I'm sorry she's acting in a way that makes you feel like you are too much for her. It is an awful feeling to endure. I want to quit w my t on a regular basis thinking I'm too much for her... Can I ask (you totally don't have to answer) what actions she did that make you feel like you are too much for her? How are you feeling about your decision for now to end with her?

I'm glad you shared and posted here about this. It sounds like things have been hard and you are hurting or struggling... I'm so sorry. Keep posting (if you can and if it helps of course.) You deserve kindness. many hugs to you, jane
The thought of never seeing her again is very painful, and I wonder if I have acted too hastily. After all, I've tried to "quit" before and always come crawling back. Will this turn out to be the same? I don't know.

I do know that I plan to do a no-show at my appointment tomorrow. And maybe not show up on Monday as well. That is not characteristic of me. In two years of frequent appointments, only once have I ever canceled at the last minute. All other cancellations have courteously been done far enough in advance that they could fill the slot with another client. But this time...I don't mind if I get slapped with a charge for not showing up without sufficient notice. My text was notice enough. Let it be a sign to my T that I meant what I wrote.

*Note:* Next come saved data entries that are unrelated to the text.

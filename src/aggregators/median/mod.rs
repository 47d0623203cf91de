mod median_aggregator;
mod removal_policy;
mod snapshot;
mod strategy;

pub use median_aggregator::MedianAggregator;
pub use removal_policy::RemovalPolicy;
pub use snapshot::MedianSnapshot;
pub use strategy::{MedianElement, MedianStrategy};
//! Configuration management with layered hierarchy

use serde::{Deserialize, Serialize};
use std::path::{Path, PathBuf};

use crate::pipeline::splitter::QuantityPolicy;

/// Name of the per-directory config file
pub const LOCAL_CONFIG_FILE: &str = ".taskfmt.yaml";

/// Projects value whose rows get an inverted name cell on the full sheet
pub const DEFAULT_HIGHLIGHT_PROJECT: &str = "Local Binding Shop Orders";

/// Section substring whose tasks are already finished and never classified
pub const DEFAULT_EXCLUDED_SECTION: &str = "bindings built";

pub const DEFAULT_CSV_NAME: &str = "cleaned_output.csv";
pub const DEFAULT_XLSX_NAME: &str = "cleaned_output.xlsx";

/// taskfmt configuration with layered hierarchy
#[derive(Debug, Clone, Default, Deserialize, Serialize)]
#[serde(default)]
pub struct Config {
    /// How quantities are pulled out of task names
    pub quantity_policy: Option<QuantityPolicy>,

    /// Projects value highlighted on the full data sheet
    pub highlight_project: Option<String>,

    /// Section substring excluded from the detailed analysis
    pub excluded_section: Option<String>,

    /// Explicit column order for the full data sheet
    pub column_order: Option<Vec<String>>,

    /// Columns hidden on the full data sheet
    pub hidden_columns: Option<Vec<String>>,

    /// Columns hidden on the filtered sheet
    pub filtered_hidden_columns: Option<Vec<String>>,

    /// Default file name of the delimited export
    pub csv_name: Option<String>,

    /// Default file name of the workbook export
    pub xlsx_name: Option<String>,
}

impl Config {
    /// Load configuration from all sources, merging in priority order
    pub fn load() -> Self {
        Self::load_with(None)
    }

    /// Load configuration, using `local` instead of `./.taskfmt.yaml` when given
    pub fn load_with(local: Option<&Path>) -> Self {
        let mut config = Config::default();

        // 1. Built-in defaults (accessors below)

        // 2. Global user config (~/.config/taskfmt/config.yaml)
        if let Some(global_path) = Self::global_config_path() {
            if let Some(global) = Self::read_file(&global_path) {
                config.merge(global);
            }
        }

        // 3. Local config (./.taskfmt.yaml or --config)
        if let Some(explicit) = local {
            if !explicit.exists() {
                tracing::warn!(
                    "config file {} not found, using defaults",
                    explicit.display()
                );
            }
        }
        let local_path = local
            .map(Path::to_path_buf)
            .unwrap_or_else(|| PathBuf::from(LOCAL_CONFIG_FILE));
        if let Some(local_config) = Self::read_file(&local_path) {
            config.merge(local_config);
        }

        // 4. Environment variables
        if let Ok(policy) = std::env::var("TASKFMT_QUANTITY_POLICY") {
            match policy.parse() {
                Ok(p) => config.quantity_policy = Some(p),
                Err(e) => tracing::warn!("ignoring TASKFMT_QUANTITY_POLICY: {}", e),
            }
        }
        if let Ok(project) = std::env::var("TASKFMT_HIGHLIGHT_PROJECT") {
            config.highlight_project = Some(project);
        }

        config
    }

    /// Get the path to the global config file
    pub fn global_config_path() -> Option<PathBuf> {
        directories::ProjectDirs::from("", "", "taskfmt")
            .map(|dirs| dirs.config_dir().join("config.yaml"))
    }

    fn read_file(path: &Path) -> Option<Config> {
        if !path.exists() {
            return None;
        }
        let contents = std::fs::read_to_string(path).ok()?;
        match serde_yml::from_str::<Config>(&contents) {
            Ok(config) => Some(config),
            Err(e) => {
                tracing::warn!("ignoring unreadable config {}: {}", path.display(), e);
                None
            }
        }
    }

    /// Merge another config into this one (other takes precedence)
    pub fn merge(&mut self, other: Config) {
        if other.quantity_policy.is_some() {
            self.quantity_policy = other.quantity_policy;
        }
        if other.highlight_project.is_some() {
            self.highlight_project = other.highlight_project;
        }
        if other.excluded_section.is_some() {
            self.excluded_section = other.excluded_section;
        }
        if other.column_order.is_some() {
            self.column_order = other.column_order;
        }
        if other.hidden_columns.is_some() {
            self.hidden_columns = other.hidden_columns;
        }
        if other.filtered_hidden_columns.is_some() {
            self.filtered_hidden_columns = other.filtered_hidden_columns;
        }
        if other.csv_name.is_some() {
            self.csv_name = other.csv_name;
        }
        if other.xlsx_name.is_some() {
            self.xlsx_name = other.xlsx_name;
        }
    }

    pub fn quantity_policy(&self) -> QuantityPolicy {
        self.quantity_policy.unwrap_or_default()
    }

    pub fn highlight_project(&self) -> &str {
        self.highlight_project
            .as_deref()
            .unwrap_or(DEFAULT_HIGHLIGHT_PROJECT)
    }

    pub fn excluded_section(&self) -> &str {
        self.excluded_section
            .as_deref()
            .unwrap_or(DEFAULT_EXCLUDED_SECTION)
    }

    pub fn column_order(&self) -> &[String] {
        self.column_order.as_deref().unwrap_or(&[])
    }

    pub fn hidden_columns(&self) -> &[String] {
        self.hidden_columns.as_deref().unwrap_or(&[])
    }

    /// Columns hidden on the filtered sheet (Projects and Completed At by default)
    pub fn filtered_hidden_columns(&self) -> Vec<String> {
        self.filtered_hidden_columns.clone().unwrap_or_else(|| {
            vec!["Projects".to_string(), "Completed At".to_string()]
        })
    }

    pub fn csv_name(&self) -> &str {
        self.csv_name.as_deref().unwrap_or(DEFAULT_CSV_NAME)
    }

    pub fn xlsx_name(&self) -> &str {
        self.xlsx_name.as_deref().unwrap_or(DEFAULT_XLSX_NAME)
    }
}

And yet... do I really mean it? Because I hesitate to officially cancel all my appointments which are scheduled thru the rest of the month. I think I am hanging on to hope that my T will do or say something to erase or make-up for this sense of being too much.
I don't know if I can explain well in words what has happened.

I really am too much. How can I be angry with her about that?

This past week I've shown some pretty opposite extremes. I've been super sweet and terribly rude, and there and back again. I think she's tired of the yo-yo. How can we have a close relationship when she never knows when I'm going to flip out in anger? One minute I love her and the next minute she is my enemy. It's too much, emotionally & intellectually both.

She didn't SAY I was too much. But what she did was encourage and lead me to believe that she WANTED to be there for me yesterday and today, and that she WOULD be there for me yesterday and today (this following a difficult session on Tuesday when I had a bad flashback and fought panic attacks the rest of the day). She offered text support and a short-mini session, and she knew I was counting on it. But what actually happened is that she let me down. And then she wouldn't take responsibility for it and hinted that it was my fault. I think deep down she just didn't want to deal with me because I am too exhausting.

How can I blame her? I beg her not to abandon me, but then I put her through hell. So in words she will not ask me to leave because that would be abandonment, but her actions betray her and show that she's past her limit. She's in a tough spot.

And I...well, I can't help the different parts of me being polar opposite. I can't just stop being difficult. If I stay with her, the yo-yo will continue. And we will both be frustrated.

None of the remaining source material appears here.